Supplied material |

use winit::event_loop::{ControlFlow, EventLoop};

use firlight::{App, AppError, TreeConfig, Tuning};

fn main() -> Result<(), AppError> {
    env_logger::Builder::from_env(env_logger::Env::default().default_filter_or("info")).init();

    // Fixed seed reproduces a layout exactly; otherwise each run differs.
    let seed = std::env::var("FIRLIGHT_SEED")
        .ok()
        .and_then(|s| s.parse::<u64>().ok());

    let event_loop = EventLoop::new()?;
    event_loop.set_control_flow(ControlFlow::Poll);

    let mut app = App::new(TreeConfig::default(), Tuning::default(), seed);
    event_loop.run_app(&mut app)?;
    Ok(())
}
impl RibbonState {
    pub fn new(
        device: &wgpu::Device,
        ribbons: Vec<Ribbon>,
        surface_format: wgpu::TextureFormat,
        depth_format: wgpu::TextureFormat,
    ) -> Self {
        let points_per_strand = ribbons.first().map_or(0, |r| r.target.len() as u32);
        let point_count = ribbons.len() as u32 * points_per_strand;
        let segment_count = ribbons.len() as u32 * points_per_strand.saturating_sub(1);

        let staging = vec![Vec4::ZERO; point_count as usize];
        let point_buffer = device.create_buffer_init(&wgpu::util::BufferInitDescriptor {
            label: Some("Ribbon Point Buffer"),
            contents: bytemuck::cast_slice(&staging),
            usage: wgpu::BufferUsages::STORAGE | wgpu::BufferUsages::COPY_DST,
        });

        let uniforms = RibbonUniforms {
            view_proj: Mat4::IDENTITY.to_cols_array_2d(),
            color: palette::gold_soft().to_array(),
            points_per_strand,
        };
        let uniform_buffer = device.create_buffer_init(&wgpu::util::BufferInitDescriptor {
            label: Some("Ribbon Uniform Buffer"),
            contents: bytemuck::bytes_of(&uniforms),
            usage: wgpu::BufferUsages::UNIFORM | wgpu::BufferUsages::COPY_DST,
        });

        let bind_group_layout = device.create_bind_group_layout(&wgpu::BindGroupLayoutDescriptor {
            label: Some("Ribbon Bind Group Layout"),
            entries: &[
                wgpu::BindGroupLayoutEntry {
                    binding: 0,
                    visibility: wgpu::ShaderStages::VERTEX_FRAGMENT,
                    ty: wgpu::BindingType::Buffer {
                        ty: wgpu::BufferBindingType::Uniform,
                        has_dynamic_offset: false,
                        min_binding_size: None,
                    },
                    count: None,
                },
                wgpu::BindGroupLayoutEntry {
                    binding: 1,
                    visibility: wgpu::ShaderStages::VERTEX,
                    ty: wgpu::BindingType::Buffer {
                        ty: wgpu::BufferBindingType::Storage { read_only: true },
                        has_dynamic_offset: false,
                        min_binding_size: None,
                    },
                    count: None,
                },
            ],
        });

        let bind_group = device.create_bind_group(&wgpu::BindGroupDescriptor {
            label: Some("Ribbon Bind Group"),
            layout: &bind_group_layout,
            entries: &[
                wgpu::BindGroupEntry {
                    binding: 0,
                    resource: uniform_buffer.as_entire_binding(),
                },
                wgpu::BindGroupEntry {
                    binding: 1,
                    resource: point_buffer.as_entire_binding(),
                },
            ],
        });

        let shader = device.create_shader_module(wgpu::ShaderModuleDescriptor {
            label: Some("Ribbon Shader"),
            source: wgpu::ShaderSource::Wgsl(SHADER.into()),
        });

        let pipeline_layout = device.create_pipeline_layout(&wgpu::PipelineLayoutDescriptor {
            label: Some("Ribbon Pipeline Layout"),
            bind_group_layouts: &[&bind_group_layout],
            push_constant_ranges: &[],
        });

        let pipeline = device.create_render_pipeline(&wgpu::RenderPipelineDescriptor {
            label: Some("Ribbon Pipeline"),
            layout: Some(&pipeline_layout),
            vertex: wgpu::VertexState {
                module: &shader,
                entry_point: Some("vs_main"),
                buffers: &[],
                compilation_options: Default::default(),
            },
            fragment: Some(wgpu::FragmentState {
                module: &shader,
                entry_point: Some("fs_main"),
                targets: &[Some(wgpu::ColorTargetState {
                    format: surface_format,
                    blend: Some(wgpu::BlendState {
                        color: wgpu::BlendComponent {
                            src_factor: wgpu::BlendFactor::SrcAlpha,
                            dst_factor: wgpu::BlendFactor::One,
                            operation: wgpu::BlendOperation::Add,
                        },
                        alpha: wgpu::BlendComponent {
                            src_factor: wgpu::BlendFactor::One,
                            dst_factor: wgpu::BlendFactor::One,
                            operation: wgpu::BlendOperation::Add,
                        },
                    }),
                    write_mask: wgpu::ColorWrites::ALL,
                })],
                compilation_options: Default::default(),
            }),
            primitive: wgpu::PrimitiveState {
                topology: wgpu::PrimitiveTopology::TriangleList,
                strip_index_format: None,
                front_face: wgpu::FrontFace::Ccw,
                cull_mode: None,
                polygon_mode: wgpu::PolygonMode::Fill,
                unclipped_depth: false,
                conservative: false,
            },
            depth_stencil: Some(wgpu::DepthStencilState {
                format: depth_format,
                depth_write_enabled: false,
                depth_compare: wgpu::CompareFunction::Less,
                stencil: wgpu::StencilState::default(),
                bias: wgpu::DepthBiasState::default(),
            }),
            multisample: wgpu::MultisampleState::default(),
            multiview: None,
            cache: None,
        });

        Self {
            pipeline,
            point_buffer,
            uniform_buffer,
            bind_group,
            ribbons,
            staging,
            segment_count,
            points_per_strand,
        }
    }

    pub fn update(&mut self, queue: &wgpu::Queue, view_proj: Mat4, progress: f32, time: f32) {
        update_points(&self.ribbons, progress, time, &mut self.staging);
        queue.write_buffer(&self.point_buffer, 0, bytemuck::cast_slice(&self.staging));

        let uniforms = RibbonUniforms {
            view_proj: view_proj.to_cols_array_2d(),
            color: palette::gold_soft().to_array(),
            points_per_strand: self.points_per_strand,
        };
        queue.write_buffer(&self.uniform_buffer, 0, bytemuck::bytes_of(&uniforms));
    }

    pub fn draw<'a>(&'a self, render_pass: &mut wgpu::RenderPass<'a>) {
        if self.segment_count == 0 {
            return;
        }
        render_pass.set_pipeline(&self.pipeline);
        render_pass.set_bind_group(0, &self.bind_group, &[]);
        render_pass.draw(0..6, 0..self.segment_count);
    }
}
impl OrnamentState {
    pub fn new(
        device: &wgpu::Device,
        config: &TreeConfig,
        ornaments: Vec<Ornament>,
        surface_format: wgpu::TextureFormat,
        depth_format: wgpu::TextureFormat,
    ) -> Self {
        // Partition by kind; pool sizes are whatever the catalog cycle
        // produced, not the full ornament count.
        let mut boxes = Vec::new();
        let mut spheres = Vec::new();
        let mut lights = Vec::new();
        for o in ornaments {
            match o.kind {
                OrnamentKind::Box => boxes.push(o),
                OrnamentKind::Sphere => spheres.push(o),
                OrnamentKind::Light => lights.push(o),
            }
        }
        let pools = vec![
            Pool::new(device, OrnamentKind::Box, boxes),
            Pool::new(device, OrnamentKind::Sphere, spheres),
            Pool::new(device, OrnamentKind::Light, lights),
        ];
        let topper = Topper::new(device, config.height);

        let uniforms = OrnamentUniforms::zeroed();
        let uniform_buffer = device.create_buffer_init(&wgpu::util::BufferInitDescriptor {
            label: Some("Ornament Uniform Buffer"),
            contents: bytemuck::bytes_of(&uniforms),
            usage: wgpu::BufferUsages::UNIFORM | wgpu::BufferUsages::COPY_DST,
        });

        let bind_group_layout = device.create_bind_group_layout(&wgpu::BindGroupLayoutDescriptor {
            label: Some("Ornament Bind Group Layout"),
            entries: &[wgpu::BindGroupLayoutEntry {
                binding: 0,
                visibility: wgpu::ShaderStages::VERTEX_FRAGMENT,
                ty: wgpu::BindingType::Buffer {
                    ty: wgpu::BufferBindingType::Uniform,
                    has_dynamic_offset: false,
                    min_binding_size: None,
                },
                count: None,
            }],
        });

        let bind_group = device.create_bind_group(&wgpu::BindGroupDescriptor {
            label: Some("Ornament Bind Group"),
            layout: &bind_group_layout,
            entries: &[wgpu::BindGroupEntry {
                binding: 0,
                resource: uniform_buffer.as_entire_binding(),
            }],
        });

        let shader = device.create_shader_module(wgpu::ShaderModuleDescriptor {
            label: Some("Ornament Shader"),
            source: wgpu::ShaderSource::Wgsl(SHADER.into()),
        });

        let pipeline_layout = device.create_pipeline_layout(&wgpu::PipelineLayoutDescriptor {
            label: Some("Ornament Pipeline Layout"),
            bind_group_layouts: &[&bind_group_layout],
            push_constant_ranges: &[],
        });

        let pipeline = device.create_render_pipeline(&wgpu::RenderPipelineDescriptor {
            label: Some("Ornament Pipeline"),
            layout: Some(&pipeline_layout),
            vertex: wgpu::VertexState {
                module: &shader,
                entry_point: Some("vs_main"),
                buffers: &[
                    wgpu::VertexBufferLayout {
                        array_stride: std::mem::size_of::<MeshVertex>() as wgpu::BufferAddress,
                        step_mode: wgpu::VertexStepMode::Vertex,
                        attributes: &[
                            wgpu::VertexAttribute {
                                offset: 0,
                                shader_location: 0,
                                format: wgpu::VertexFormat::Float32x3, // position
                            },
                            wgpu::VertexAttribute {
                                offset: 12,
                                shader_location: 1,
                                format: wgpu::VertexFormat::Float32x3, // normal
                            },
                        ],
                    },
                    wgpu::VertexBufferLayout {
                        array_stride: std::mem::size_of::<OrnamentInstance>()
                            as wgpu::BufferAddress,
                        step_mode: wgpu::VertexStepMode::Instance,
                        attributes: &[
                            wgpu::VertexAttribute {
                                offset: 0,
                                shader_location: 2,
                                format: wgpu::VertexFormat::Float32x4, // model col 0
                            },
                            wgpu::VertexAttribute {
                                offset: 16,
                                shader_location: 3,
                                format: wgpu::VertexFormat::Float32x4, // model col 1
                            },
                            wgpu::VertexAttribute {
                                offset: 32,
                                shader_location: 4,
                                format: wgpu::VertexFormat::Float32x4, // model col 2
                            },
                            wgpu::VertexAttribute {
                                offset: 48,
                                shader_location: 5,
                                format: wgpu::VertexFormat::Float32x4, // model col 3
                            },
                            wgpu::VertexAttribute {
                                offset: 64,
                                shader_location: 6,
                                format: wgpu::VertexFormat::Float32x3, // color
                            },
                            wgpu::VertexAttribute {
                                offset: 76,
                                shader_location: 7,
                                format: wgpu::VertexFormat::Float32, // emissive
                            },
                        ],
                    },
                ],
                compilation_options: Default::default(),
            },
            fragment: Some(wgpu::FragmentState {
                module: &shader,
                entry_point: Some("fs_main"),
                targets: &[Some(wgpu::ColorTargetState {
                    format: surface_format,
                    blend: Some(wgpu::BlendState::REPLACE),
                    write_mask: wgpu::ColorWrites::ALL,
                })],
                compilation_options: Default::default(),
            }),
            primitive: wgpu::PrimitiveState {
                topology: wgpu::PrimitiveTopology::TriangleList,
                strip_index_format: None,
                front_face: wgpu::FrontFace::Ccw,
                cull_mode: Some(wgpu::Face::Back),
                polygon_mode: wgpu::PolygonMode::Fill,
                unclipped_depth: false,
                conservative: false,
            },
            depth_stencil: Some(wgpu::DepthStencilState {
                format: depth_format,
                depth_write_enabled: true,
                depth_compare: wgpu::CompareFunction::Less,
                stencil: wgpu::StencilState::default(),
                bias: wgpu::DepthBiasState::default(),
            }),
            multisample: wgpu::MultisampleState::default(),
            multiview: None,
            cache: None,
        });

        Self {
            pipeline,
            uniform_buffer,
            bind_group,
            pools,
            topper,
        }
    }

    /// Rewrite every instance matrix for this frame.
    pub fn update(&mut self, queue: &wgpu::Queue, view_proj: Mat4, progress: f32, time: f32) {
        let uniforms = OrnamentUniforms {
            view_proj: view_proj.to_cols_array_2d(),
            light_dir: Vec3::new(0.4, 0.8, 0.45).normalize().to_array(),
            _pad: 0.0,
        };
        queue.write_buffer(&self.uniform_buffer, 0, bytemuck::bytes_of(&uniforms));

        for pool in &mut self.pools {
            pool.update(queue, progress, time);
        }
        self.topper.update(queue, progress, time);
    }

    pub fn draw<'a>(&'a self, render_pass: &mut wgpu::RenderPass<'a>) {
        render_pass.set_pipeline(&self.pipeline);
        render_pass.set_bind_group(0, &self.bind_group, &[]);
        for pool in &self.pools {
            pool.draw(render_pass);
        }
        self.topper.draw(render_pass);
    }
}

Assignment |
When a line of the data holds the string "Tuning", pick it out and copy it.

Final answer |
use firlight::{App, AppError, TreeConfig, Tuning};
    let mut app = App::new(TreeConfig::default(), Tuning::default(), seed);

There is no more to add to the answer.